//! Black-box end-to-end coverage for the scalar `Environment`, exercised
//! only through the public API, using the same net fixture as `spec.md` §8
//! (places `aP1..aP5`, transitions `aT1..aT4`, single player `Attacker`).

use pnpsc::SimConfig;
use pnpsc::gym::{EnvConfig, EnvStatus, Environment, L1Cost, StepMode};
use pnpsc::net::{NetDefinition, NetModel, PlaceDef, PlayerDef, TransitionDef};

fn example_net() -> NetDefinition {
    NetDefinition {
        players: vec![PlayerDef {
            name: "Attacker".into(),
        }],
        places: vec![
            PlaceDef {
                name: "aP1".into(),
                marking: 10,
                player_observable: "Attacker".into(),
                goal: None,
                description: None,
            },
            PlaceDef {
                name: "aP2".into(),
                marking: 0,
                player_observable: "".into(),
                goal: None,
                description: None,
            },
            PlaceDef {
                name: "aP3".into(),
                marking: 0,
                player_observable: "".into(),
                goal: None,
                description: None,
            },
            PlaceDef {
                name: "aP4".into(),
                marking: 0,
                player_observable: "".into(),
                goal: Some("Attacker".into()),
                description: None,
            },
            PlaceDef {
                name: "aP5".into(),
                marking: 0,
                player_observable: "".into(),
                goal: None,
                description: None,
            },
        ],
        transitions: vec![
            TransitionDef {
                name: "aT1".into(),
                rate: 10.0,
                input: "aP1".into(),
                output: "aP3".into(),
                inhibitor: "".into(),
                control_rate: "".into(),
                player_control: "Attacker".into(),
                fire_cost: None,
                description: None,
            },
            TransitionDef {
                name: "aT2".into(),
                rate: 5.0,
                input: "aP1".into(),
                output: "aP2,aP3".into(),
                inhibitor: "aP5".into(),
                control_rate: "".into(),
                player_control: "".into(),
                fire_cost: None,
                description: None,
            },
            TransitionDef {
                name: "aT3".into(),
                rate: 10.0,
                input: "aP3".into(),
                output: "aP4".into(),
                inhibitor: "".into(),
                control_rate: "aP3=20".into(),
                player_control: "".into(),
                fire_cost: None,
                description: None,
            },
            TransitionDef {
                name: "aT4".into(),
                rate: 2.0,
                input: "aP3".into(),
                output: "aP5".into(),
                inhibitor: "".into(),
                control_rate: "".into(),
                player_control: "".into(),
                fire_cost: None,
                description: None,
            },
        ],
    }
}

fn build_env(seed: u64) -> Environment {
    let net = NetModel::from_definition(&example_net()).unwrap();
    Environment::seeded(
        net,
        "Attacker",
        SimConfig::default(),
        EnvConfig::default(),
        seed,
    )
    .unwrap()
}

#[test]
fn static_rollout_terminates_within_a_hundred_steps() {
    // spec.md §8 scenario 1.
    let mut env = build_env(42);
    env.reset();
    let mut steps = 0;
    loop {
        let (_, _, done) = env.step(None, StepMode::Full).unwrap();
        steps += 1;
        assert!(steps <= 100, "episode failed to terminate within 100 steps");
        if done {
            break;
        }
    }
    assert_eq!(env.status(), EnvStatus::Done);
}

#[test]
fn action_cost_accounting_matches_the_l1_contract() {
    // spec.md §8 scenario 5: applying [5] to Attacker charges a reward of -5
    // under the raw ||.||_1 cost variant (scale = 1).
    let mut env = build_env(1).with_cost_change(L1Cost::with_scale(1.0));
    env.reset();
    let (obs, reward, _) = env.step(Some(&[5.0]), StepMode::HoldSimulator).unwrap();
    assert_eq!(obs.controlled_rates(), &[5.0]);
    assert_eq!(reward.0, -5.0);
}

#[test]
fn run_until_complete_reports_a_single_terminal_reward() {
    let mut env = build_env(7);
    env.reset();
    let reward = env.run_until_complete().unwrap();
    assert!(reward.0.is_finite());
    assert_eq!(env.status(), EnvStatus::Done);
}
══════════
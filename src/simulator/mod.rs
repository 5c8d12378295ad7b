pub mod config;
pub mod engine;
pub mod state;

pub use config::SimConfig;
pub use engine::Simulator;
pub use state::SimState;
══════════
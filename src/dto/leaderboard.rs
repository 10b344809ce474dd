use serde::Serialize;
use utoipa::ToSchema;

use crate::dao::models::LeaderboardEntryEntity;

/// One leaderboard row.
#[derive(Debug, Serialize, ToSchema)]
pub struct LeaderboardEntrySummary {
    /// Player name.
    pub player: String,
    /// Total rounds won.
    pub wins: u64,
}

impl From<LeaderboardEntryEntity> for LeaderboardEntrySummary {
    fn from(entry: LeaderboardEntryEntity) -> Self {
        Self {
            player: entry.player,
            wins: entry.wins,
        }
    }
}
══════════
In the listing above, find each line where "filename" occurs and copy it.

§ **Exercise solution**:
filename src/simulator/mod.rs
filename src/dto/leaderboard.rs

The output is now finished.